Dataset entries:
= Beginning of Section =

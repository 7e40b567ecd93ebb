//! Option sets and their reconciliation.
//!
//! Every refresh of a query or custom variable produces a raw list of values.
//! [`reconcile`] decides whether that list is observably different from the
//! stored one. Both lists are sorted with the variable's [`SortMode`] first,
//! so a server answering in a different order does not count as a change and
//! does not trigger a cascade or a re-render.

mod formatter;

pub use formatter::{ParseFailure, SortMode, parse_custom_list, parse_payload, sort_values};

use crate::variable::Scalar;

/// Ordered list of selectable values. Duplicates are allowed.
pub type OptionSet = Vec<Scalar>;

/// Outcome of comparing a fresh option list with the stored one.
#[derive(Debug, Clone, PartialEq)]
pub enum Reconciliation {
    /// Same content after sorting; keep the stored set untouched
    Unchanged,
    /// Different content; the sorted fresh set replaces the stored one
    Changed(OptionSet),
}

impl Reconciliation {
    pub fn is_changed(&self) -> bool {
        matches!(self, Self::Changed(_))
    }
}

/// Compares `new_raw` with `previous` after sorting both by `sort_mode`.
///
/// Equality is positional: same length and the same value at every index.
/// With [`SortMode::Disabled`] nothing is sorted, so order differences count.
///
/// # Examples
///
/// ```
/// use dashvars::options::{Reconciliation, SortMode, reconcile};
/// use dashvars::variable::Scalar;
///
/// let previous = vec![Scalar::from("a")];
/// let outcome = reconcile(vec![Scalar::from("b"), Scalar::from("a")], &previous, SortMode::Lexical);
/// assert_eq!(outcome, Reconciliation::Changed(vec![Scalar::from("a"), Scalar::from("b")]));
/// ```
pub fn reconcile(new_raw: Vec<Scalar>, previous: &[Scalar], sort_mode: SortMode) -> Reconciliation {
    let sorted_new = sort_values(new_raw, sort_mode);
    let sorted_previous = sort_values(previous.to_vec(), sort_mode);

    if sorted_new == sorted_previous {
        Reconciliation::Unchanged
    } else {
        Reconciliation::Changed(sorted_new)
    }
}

= End of Section =
= Beginning of Section =

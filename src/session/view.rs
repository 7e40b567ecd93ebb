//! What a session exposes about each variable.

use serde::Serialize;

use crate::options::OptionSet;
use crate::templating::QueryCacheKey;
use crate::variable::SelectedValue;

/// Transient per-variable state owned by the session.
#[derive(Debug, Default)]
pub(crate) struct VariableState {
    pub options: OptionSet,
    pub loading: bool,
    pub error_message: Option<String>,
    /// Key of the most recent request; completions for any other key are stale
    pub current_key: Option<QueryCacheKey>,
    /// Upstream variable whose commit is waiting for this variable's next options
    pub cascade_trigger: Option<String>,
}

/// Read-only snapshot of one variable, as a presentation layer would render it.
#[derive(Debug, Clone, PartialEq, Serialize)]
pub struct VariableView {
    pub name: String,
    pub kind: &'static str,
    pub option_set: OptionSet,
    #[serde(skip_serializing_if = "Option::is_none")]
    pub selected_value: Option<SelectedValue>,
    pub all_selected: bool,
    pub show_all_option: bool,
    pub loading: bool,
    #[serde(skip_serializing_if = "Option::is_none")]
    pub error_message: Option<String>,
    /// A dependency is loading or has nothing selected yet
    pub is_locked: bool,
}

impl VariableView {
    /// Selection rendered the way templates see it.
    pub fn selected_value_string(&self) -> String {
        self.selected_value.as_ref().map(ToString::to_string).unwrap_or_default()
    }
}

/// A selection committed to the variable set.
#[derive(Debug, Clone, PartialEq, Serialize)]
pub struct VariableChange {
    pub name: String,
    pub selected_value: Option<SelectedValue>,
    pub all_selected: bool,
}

= End of Section =
= Beginning of Section =

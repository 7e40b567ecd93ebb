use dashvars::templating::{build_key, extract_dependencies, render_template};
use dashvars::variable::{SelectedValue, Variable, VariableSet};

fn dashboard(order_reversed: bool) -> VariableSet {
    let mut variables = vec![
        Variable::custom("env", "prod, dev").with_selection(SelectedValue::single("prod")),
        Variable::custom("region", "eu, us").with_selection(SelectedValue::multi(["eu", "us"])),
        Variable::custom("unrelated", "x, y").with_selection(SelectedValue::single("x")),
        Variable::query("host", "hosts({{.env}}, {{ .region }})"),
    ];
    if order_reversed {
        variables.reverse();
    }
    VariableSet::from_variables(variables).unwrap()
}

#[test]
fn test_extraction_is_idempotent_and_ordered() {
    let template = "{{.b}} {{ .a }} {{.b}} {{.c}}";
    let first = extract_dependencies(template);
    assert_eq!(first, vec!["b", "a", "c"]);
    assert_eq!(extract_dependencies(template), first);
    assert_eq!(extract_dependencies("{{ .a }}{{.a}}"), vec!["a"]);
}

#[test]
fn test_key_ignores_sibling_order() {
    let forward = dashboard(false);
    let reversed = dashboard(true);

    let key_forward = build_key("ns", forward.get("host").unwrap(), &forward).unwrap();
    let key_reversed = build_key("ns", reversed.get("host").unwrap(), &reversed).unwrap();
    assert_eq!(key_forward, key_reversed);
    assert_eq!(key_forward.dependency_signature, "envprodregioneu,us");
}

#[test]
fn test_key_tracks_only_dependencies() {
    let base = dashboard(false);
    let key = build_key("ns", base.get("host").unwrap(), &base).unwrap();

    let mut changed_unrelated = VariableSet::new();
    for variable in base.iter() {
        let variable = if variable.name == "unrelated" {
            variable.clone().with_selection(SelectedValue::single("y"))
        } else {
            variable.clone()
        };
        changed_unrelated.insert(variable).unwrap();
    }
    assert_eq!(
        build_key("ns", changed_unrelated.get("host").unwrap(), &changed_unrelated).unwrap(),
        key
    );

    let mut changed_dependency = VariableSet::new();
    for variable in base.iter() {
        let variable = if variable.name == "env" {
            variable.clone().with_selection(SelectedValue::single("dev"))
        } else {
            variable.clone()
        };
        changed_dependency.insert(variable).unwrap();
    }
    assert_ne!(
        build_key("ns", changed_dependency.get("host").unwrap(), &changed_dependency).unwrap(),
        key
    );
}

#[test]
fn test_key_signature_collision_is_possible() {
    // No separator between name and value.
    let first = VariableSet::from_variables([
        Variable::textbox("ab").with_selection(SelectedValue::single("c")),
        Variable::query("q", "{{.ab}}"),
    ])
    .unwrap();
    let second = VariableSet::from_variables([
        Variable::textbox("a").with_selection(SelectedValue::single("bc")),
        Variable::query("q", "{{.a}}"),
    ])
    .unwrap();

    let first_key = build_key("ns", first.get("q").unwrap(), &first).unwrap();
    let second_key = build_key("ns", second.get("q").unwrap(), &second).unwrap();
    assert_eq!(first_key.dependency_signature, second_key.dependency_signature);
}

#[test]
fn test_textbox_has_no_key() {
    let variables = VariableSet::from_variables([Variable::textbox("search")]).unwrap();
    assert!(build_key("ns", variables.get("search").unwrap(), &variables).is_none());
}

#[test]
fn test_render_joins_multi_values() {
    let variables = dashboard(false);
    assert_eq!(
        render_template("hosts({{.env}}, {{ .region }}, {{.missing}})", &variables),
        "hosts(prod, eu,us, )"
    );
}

= End of Section =

What you will do: Among the records above, find each line holding the string "OptionSet" and pull it out.

Result of this exercise:
pub type OptionSet = Vec<Scalar>;
    Changed(OptionSet),
use crate::options::OptionSet;
    pub options: OptionSet,
    pub option_set: OptionSet,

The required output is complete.